FACULTY OF SOCIAL SCIENCES

Anthropology

Vitamin C in Hominin Diet

Professor Emeritus Henry Schwarcz proposes a solution to an old and important problem in hominin (human) evolution: where did our ancestors get vitamin C when they were living in northern Eurasia (for example in the Neander Valley (tal) in Germany)? The answer appears to be: pine needles.

 

Hominins emerging from Africa in the Pleistocene required sources of vitamins in addition to sources of energy and nutrient substance (carbohydrates, proteins, and fats). Most of their vitamin requirements could be provided by eating the flesh of herbivores but vitamin C is in low concentrations in animal muscle tissue. Lack of vitamin C causes the fatal disease of scurvy.
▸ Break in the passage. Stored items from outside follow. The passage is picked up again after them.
//! Bounded, credit-based FIFO: the sole synchronization primitive between
//! pipeline stages.
//!
//! A slot's credit is held from `add` through to the consumer's explicit
//! `release` — not merely until the item is dequeued. This matters for links
//! like dispatch -> execute, where a functional unit occupies a slot for its
//! full latency before broadcasting and freeing the credit, not just for the
//! cycle it was handed the operation.
//!
//! Because the pipeline is driven by explicit per-cycle `tick()` calls rather
//! than OS threads (see the design notes), the blocking operations in the
//! original description (`add` blocks until a credit is free, `take` blocks
//! until an item is available) are expressed here as non-blocking
//! `try_add`/`try_take`: a stage that cannot make progress this cycle simply
//! defers to the next tick instead of parking.

use std::collections::VecDeque;

/// A fixed-capacity FIFO with credits held until the consumer releases them.
#[derive(Debug)]
pub struct BoundedChannel<T> {
    queue: VecDeque<T>,
    capacity: usize,
    in_flight: usize,
    closed: bool,
}

impl<T> BoundedChannel<T> {
    /// Creates a new, empty, open channel with the given capacity. A
    /// capacity of `0` means unbounded (used for the execute -> writeback
    /// link, per the design).
    #[must_use]
    pub fn new(capacity: usize) -> Self {
        Self { queue: VecDeque::new(), capacity, in_flight: 0, closed: false }
    }

    /// Creates an unbounded channel.
    #[must_use]
    pub fn unbounded() -> Self {
        Self::new(0)
    }

    /// Attempts to enqueue `item`. Fails (returning the item back) if the
    /// channel is closed or has no free credit.
    ///
    /// # Errors
    ///
    /// Returns `Err(item)` when the channel is closed or full.
    pub fn try_add(&mut self, item: T) -> Result<(), T> {
        if self.closed || self.is_full() {
            return Err(item);
        }
        self.queue.push_back(item);
        Ok(())
    }

    /// Attempts to dequeue the oldest item. The credit for that item remains
    /// held (counted against capacity) until [`release`](Self::release) is
    /// called. Returns `None` if the queue is empty (whether or not closed —
    /// a closed, empty channel is a "not running" signal to the consumer).
    pub fn try_take(&mut self) -> Option<T> {
        let item = self.queue.pop_front()?;
        self.in_flight += 1;
        Some(item)
    }

    /// Returns one credit to the channel. Called by the consumer once it has
    /// finished with an item it previously took.
    pub fn release(&mut self) {
        self.in_flight = self.in_flight.saturating_sub(1);
    }

    /// Closes the channel: wakes all readers with a "not running" signal
    /// (modeled here as `try_take` returning `None` once the queue drains)
    /// and causes subsequent `try_add` calls to be silently dropped.
    pub fn close(&mut self) {
        self.closed = true;
    }

    /// Reopens a previously closed channel and clears any queued items and
    /// outstanding credits — used when recovery re-initializes a stage.
    pub fn reset(&mut self) {
        self.queue.clear();
        self.in_flight = 0;
        self.closed = false;
    }

    /// Whether [`close`](Self::close) has been called.
    #[must_use]
    pub fn is_closed(&self) -> bool {
        self.closed
    }

    /// Whether the channel currently has no spare credit. Unbounded
    /// channels (`capacity == 0`) are never full.
    #[must_use]
    pub fn is_full(&self) -> bool {
        self.capacity != 0 && self.queue.len() + self.in_flight >= self.capacity
    }

    /// Whether the queue (not counting in-flight items) is empty.
    #[must_use]
    pub fn is_empty(&self) -> bool {
        self.queue.is_empty()
    }

    /// Number of items currently queued (not counting in-flight items).
    #[must_use]
    pub fn len(&self) -> usize {
        self.queue.len()
    }

    /// Configured capacity (`0` means unbounded).
    #[must_use]
    pub fn capacity(&self) -> usize {
        self.capacity
    }

    /// Iterates over queued items without dequeuing them, oldest first.
    /// Used by the orchestrator to attribute stage-occupancy events without
    /// disturbing the channel's own credit bookkeeping.
    pub fn iter(&self) -> impl Iterator<Item = &T> {
        self.queue.iter()
    }
}

#[cfg(test)]
mod tests {
    use super::*;

    #[test]
    fn add_then_take_round_trips() {
        let mut ch = BoundedChannel::new(2);
        ch.try_add(1).expect("has credit");
        assert_eq!(ch.try_take(), Some(1));
    }

    #[test]
    fn full_channel_rejects_add() {
        let mut ch = BoundedChannel::new(1);
        ch.try_add(1).expect("first add succeeds");
        assert_eq!(ch.try_add(2), Err(2));
    }

    #[test]
    fn credit_stays_held_until_release() {
        let mut ch = BoundedChannel::new(1);
        ch.try_add(1).expect("add");
        let taken = ch.try_take().expect("take");
        assert_eq!(taken, 1);
        assert!(ch.is_full());
        assert_eq!(ch.try_add(2), Err(2));
        ch.release();
        assert!(!ch.is_full());
        ch.try_add(2).expect("add after release");
    }

    #[test]
    fn closed_channel_drops_adds_silently() {
        let mut ch = BoundedChannel::new(4);
        ch.close();
        assert_eq!(ch.try_add(1), Err(1));
    }

    #[test]
    fn closed_empty_channel_reads_as_not_running() {
        let mut ch: BoundedChannel<u32> = BoundedChannel::new(4);
        ch.close();
        assert_eq!(ch.try_take(), None);
    }

    #[test]
    fn unbounded_channel_never_reports_full() {
        let mut ch = BoundedChannel::new(0);
        for i in 0..1000 {
            ch.try_add(i).expect("unbounded accepts everything");
        }
        assert!(!ch.is_full());
    }

    #[test]
    fn iter_exposes_queued_items_without_taking_them() {
        let mut ch = BoundedChannel::new(4);
        ch.try_add(1).expect("add");
        ch.try_add(2).expect("add");
        assert_eq!(ch.iter().copied().collect::<Vec<_>>(), vec![1, 2]);
        assert_eq!(ch.len(), 2);
    }

    #[test]
    fn reset_clears_queue_credits_and_closed_flag() {
        let mut ch = BoundedChannel::new(1);
        ch.try_add(1).expect("add");
        ch.close();
        ch.reset();
        assert!(!ch.is_closed());
        assert!(!ch.is_full());
        ch.try_add(2).expect("usable again after reset");
    }
}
In southern Eurasia, hominins would have been able to harvest fruits and vegetables throughout the year but as they migrated further to the north, they would encounter regions in which no plants were growing in mid-winter. Vitamin C is enriched in organ meats but their mass was probably too low for adequate provision. Storage of summer crops of fruit was possible. Hominins could however fulfil ascorbic acid requirements by drinking aqueous extracts from the needles of pines and other conifers which contain adequate amounts of vitamin C to satisfy human needs. Evidence is shown of pine needle and related consumption in Paleolithic sites.”